PROBLEM TO WORK ON>
Your response should consist of every entry, unchanged.

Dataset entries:
-- Opening Marker --
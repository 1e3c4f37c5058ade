//! libusb-backed host
//!
//! Enumeration goes through a libusb context. Opening goes through the usbfs
//! node of the device: the node is opened by this process and the resulting
//! file descriptor is wrapped by libusb, so the descriptor the SDK binding
//! receives is the same one our claims are held on.

use crate::error::{Result, TransportError};
use crate::host::{AttachedDevice, ControlRequest, DeviceKey, DeviceLink, EndpointInfo, InterfaceInfo, UsbHost};
use crate::permission::{PermissionAuthority, PermissionResponder, PermissionResponse};
use rusb::{ConfigDescriptor, Context, Device, DeviceHandle, UsbContext};
use std::fs::{File, OpenOptions};
use tracing::{debug, warn};

/// Host backed by the system libusb
pub struct RusbHost {
    context: Context,
}

impl RusbHost {
    pub fn new() -> Result<Self> {
        let context = Context::new()?;
        Ok(Self { context })
    }

    fn describe(device: &Device<Context>) -> Result<AttachedDevice> {
        let descriptor = device.device_descriptor()?;

        // Unconfigured devices have no active configuration; fall back to the first
        let config = match device.active_config_descriptor() {
            Ok(config) => Some(config),
            Err(_) => device.config_descriptor(0).ok(),
        };

        Ok(AttachedDevice {
            key: DeviceKey::new(device.bus_number(), device.address()),
            vendor_id: descriptor.vendor_id(),
            product_id: descriptor.product_id(),
            interfaces: config.as_ref().map(interfaces_of).unwrap_or_default(),
        })
    }
}

fn interfaces_of(config: &ConfigDescriptor) -> Vec<InterfaceInfo> {
    config
        .interfaces()
        .filter_map(|interface| {
            let setting = interface.descriptors().next()?;
            Some(InterfaceInfo {
                number: setting.interface_number(),
                class_code: setting.class_code(),
                endpoints: setting
                    .endpoint_descriptors()
                    .map(|endpoint| EndpointInfo {
                        address: endpoint.address(),
                        transfer_type: endpoint.transfer_type(),
                        direction: endpoint.direction(),
                    })
                    .collect(),
            })
        })
        .collect()
}

impl UsbHost for RusbHost {
    type Link = RusbLink;

    fn attached_devices(&self) -> Result<Vec<AttachedDevice>> {
        let devices = self.context.devices()?;
        let mut attached = Vec::with_capacity(devices.len());

        for device in devices.iter() {
            match Self::describe(&device) {
                Ok(info) => attached.push(info),
                Err(e) => {
                    debug!(
                        "Skipping device on bus {} address {}: {}",
                        device.bus_number(),
                        device.address(),
                        e
                    );
                }
            }
        }

        Ok(attached)
    }

    #[cfg(any(target_os = "linux", target_os = "android"))]
    fn open(&self, device: &AttachedDevice) -> Result<RusbLink> {
        use std::os::fd::AsRawFd;

        let path = device.key.usbfs_path();
        let node = OpenOptions::new()
            .read(true)
            .write(true)
            .open(&path)
            .map_err(|e| {
                warn!("Failed to open {}: {}", path.display(), e);
                TransportError::ConnectionOpenFailed(format!("{}: {}", path.display(), e))
            })?;

        let fd = node.as_raw_fd();
        // SAFETY: `fd` refers to the usbfs node owned by `node`, which is kept
        // alive in the link until after the handle is dropped.
        let handle = unsafe { self.context.open_device_with_fd(fd) }
            .map_err(|e| TransportError::ConnectionOpenFailed(e.to_string()))?;

        debug!("Opened {} (fd {})", device.key, fd);
        Ok(RusbLink {
            handle: Some(handle),
            node: Some(node),
            fd,
            claimed: Vec::new(),
            detached: Vec::new(),
        })
    }

    #[cfg(not(any(target_os = "linux", target_os = "android")))]
    fn open(&self, device: &AttachedDevice) -> Result<RusbLink> {
        Err(TransportError::ConnectionOpenFailed(format!(
            "opening {} by file descriptor is only supported on Linux and Android",
            device.key
        )))
    }
}

impl PermissionAuthority for RusbHost {
    fn has_permission(&self, device: &AttachedDevice) -> bool {
        let path = device.key.usbfs_path();
        match OpenOptions::new().read(true).write(true).open(&path) {
            Ok(_) => true,
            Err(e) => {
                debug!("No access to {}: {}", path.display(), e);
                false
            }
        }
    }

    // File permissions are the grant on a desktop host; the answer is final
    // and immediate.
    fn request_permission(&self, device: &AttachedDevice, responder: PermissionResponder) {
        let response = if self.has_permission(device) {
            PermissionResponse::granted(device.key)
        } else {
            warn!(
                "No read/write access to {}; check udev rules for {:04x}:{:04x}",
                device.key.usbfs_path().display(),
                device.vendor_id,
                device.product_id
            );
            PermissionResponse::denied(device.key)
        };
        responder.respond(response);
    }
}

/// Opened usbfs device
pub struct RusbLink {
    // Dropped before `node` so libusb lets go of the descriptor first
    handle: Option<DeviceHandle<Context>>,
    node: Option<File>,
    fd: i32,
    claimed: Vec<u8>,
    detached: Vec<u8>,
}

impl DeviceLink for RusbLink {
    fn file_descriptor(&self) -> i32 {
        if self.node.is_some() { self.fd } else { -1 }
    }

    fn claim_interface(&mut self, interface: u8) -> Result<()> {
        let handle = self.handle.as_ref().ok_or(TransportError::LinkClosed)?;

        match handle.kernel_driver_active(interface) {
            Ok(true) => {
                debug!("Detaching kernel driver from interface {}", interface);
                match handle.detach_kernel_driver(interface) {
                    Ok(()) => self.detached.push(interface),
                    Err(e) => warn!(
                        "Failed to detach kernel driver from interface {}: {}",
                        interface, e
                    ),
                }
            }
            Ok(false) => {}
            Err(e) => {
                debug!(
                    "Could not check kernel driver status for interface {}: {}",
                    interface, e
                );
            }
        }

        handle
            .claim_interface(interface)
            .map_err(|e| TransportError::InterfaceClaimFailed {
                interface,
                message: e.to_string(),
            })?;

        debug!("Claimed interface {}", interface);
        self.claimed.push(interface);
        Ok(())
    }

    fn write_control(&mut self, request: &ControlRequest, data: &[u8]) -> Result<usize> {
        let handle = self.handle.as_ref().ok_or(TransportError::LinkClosed)?;
        let written = handle.write_control(
            request.request_type,
            request.request,
            request.value,
            request.index,
            data,
            request.timeout,
        )?;
        Ok(written)
    }

    fn close(&mut self) {
        if let Some(handle) = self.handle.take() {
            for interface in self.claimed.drain(..) {
                if let Err(e) = handle.release_interface(interface) {
                    warn!("Failed to release interface {}: {}", interface, e);
                }
            }
            for interface in self.detached.drain(..) {
                if let Err(e) = handle.attach_kernel_driver(interface) {
                    debug!("Could not reattach kernel driver to interface {}: {}", interface, e);
                }
            }
            drop(handle);
        }
        if self.node.take().is_some() {
            debug!("Closed usbfs descriptor {}", self.fd);
        }
    }
}

impl Drop for RusbLink {
    fn drop(&mut self) {
        self.close();
    }
}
-- Closing Marker --
WRITTEN ANSWER>
repository 1e3c4f37c5058ade
//! libusb-backed host
//!
//! Enumeration goes through a libusb context. Opening goes through the usbfs
//! node of the device: the node is opened by this process and the resulting
//! file descriptor is wrapped by libusb, so the descriptor the SDK binding
//! receives is the same one our claims are held on.

use crate::error::{Result, TransportError};
use crate::host::{AttachedDevice, ControlRequest, DeviceKey, DeviceLink, EndpointInfo, InterfaceInfo, UsbHost};
use crate::permission::{PermissionAuthority, PermissionResponder, PermissionResponse};
use rusb::{ConfigDescriptor, Context, Device, DeviceHandle, UsbContext};
use std::fs::{File, OpenOptions};
use tracing::{debug, warn};

/// Host backed by the system libusb
pub struct RusbHost {
    context: Context,
}

impl RusbHost {
    pub fn new() -> Result<Self> {
        let context = Context::new()?;
        Ok(Self { context })
    }

    fn describe(device: &Device<Context>) -> Result<AttachedDevice> {
        let descriptor = device.device_descriptor()?;

        // Unconfigured devices have no active configuration; fall back to the first
        let config = match device.active_config_descriptor() {
            Ok(config) => Some(config),
            Err(_) => device.config_descriptor(0).ok(),
        };

        Ok(AttachedDevice {
            key: DeviceKey::new(device.bus_number(), device.address()),
            vendor_id: descriptor.vendor_id(),
            product_id: descriptor.product_id(),
            interfaces: config.as_ref().map(interfaces_of).unwrap_or_default(),
        })
    }
}

fn interfaces_of(config: &ConfigDescriptor) -> Vec<InterfaceInfo> {
    config
        .interfaces()
        .filter_map(|interface| {
            let setting = interface.descriptors().next()?;
            Some(InterfaceInfo {
                number: setting.interface_number(),
                class_code: setting.class_code(),
                endpoints: setting
                    .endpoint_descriptors()
                    .map(|endpoint| EndpointInfo {
                        address: endpoint.address(),
                        transfer_type: endpoint.transfer_type(),
                        direction: endpoint.direction(),
                    })
                    .collect(),
            })
        })
        .collect()
}

impl UsbHost for RusbHost {
    type Link = RusbLink;

    fn attached_devices(&self) -> Result<Vec<AttachedDevice>> {
        let devices = self.context.devices()?;
        let mut attached = Vec::with_capacity(devices.len());

        for device in devices.iter() {
            match Self::describe(&device) {
                Ok(info) => attached.push(info),
                Err(e) => {
                    debug!(
                        "Skipping device on bus {} address {}: {}",
                        device.bus_number(),
                        device.address(),
                        e
                    );
                }
            }
        }

        Ok(attached)
    }

    #[cfg(any(target_os = "linux", target_os = "android"))]
    fn open(&self, device: &AttachedDevice) -> Result<RusbLink> {
        use std::os::fd::AsRawFd;

        let path = device.key.usbfs_path();
        let node = OpenOptions::new()
            .read(true)
            .write(true)
            .open(&path)
            .map_err(|e| {
                warn!("Failed to open {}: {}", path.display(), e);
                TransportError::ConnectionOpenFailed(format!("{}: {}", path.display(), e))
            })?;

        let fd = node.as_raw_fd();
        // SAFETY: `fd` refers to the usbfs node owned by `node`, which is kept
        // alive in the link until after the handle is dropped.
        let handle = unsafe { self.context.open_device_with_fd(fd) }
            .map_err(|e| TransportError::ConnectionOpenFailed(e.to_string()))?;

        debug!("Opened {} (fd {})", device.key, fd);
        Ok(RusbLink {
            handle: Some(handle),
            node: Some(node),
            fd,
            claimed: Vec::new(),
            detached: Vec::new(),
        })
    }

    #[cfg(not(any(target_os = "linux", target_os = "android")))]
    fn open(&self, device: &AttachedDevice) -> Result<RusbLink> {
        Err(TransportError::ConnectionOpenFailed(format!(
            "opening {} by file descriptor is only supported on Linux and Android",
            device.key
        )))
    }
}

impl PermissionAuthority for RusbHost {
    fn has_permission(&self, device: &AttachedDevice) -> bool {
        let path = device.key.usbfs_path();
        match OpenOptions::new().read(true).write(true).open(&path) {
            Ok(_) => true,
            Err(e) => {
                debug!("No access to {}: {}", path.display(), e);
                false
            }
        }
    }

    // File permissions are the grant on a desktop host; the answer is final
    // and immediate.
    fn request_permission(&self, device: &AttachedDevice, responder: PermissionResponder) {
        let response = if self.has_permission(device) {
            PermissionResponse::granted(device.key)
        } else {
            warn!(
                "No read/write access to {}; check udev rules for {:04x}:{:04x}",
                device.key.usbfs_path().display(),
                device.vendor_id,
                device.product_id
            );
            PermissionResponse::denied(device.key)
        };
        responder.respond(response);
    }
}

/// Opened usbfs device
pub struct RusbLink {
    // Dropped before `node` so libusb lets go of the descriptor first
    handle: Option<DeviceHandle<Context>>,
    node: Option<File>,
    fd: i32,
    claimed: Vec<u8>,
    detached: Vec<u8>,
}

impl DeviceLink for RusbLink {
    fn file_descriptor(&self) -> i32 {
        if self.node.is_some() { self.fd } else { -1 }
    }

    fn claim_interface(&mut self, interface: u8) -> Result<()> {
        let handle = self.handle.as_ref().ok_or(TransportError::LinkClosed)?;

        match handle.kernel_driver_active(interface) {
            Ok(true) => {
                debug!("Detaching kernel driver from interface {}", interface);
                match handle.detach_kernel_driver(interface) {
                    Ok(()) => self.detached.push(interface),
                    Err(e) => warn!(
                        "Failed to detach kernel driver from interface {}: {}",
                        interface, e
                    ),
                }
            }
            Ok(false) => {}
            Err(e) => {
                debug!(
                    "Could not check kernel driver status for interface {}: {}",
                    interface, e
                );
            }
        }

        handle
            .claim_interface(interface)
            .map_err(|e| TransportError::InterfaceClaimFailed {
                interface,
                message: e.to_string(),
            })?;

        debug!("Claimed interface {}", interface);
        self.claimed.push(interface);
        Ok(())
    }

    fn write_control(&mut self, request: &ControlRequest, data: &[u8]) -> Result<usize> {
        let handle = self.handle.as_ref().ok_or(TransportError::LinkClosed)?;
        let written = handle.write_control(
            request.request_type,
            request.request,
            request.value,
            request.index,
            data,
            request.timeout,
        )?;
        Ok(written)
    }

    fn close(&mut self) {
        if let Some(handle) = self.handle.take() {
            for interface in self.claimed.drain(..) {
                if let Err(e) = handle.release_interface(interface) {
                    warn!("Failed to release interface {}: {}", interface, e);
                }
            }
            for interface in self.detached.drain(..) {
                if let Err(e) = handle.attach_kernel_driver(interface) {
                    debug!("Could not reattach kernel driver to interface {}: {}", interface, e);
                }
            }
            drop(handle);
        }
        if self.node.take().is_some() {
            debug!("Closed usbfs descriptor {}", self.fd);
        }
    }
}

impl Drop for RusbLink {
    fn drop(&mut self) {
        self.close();
    }
}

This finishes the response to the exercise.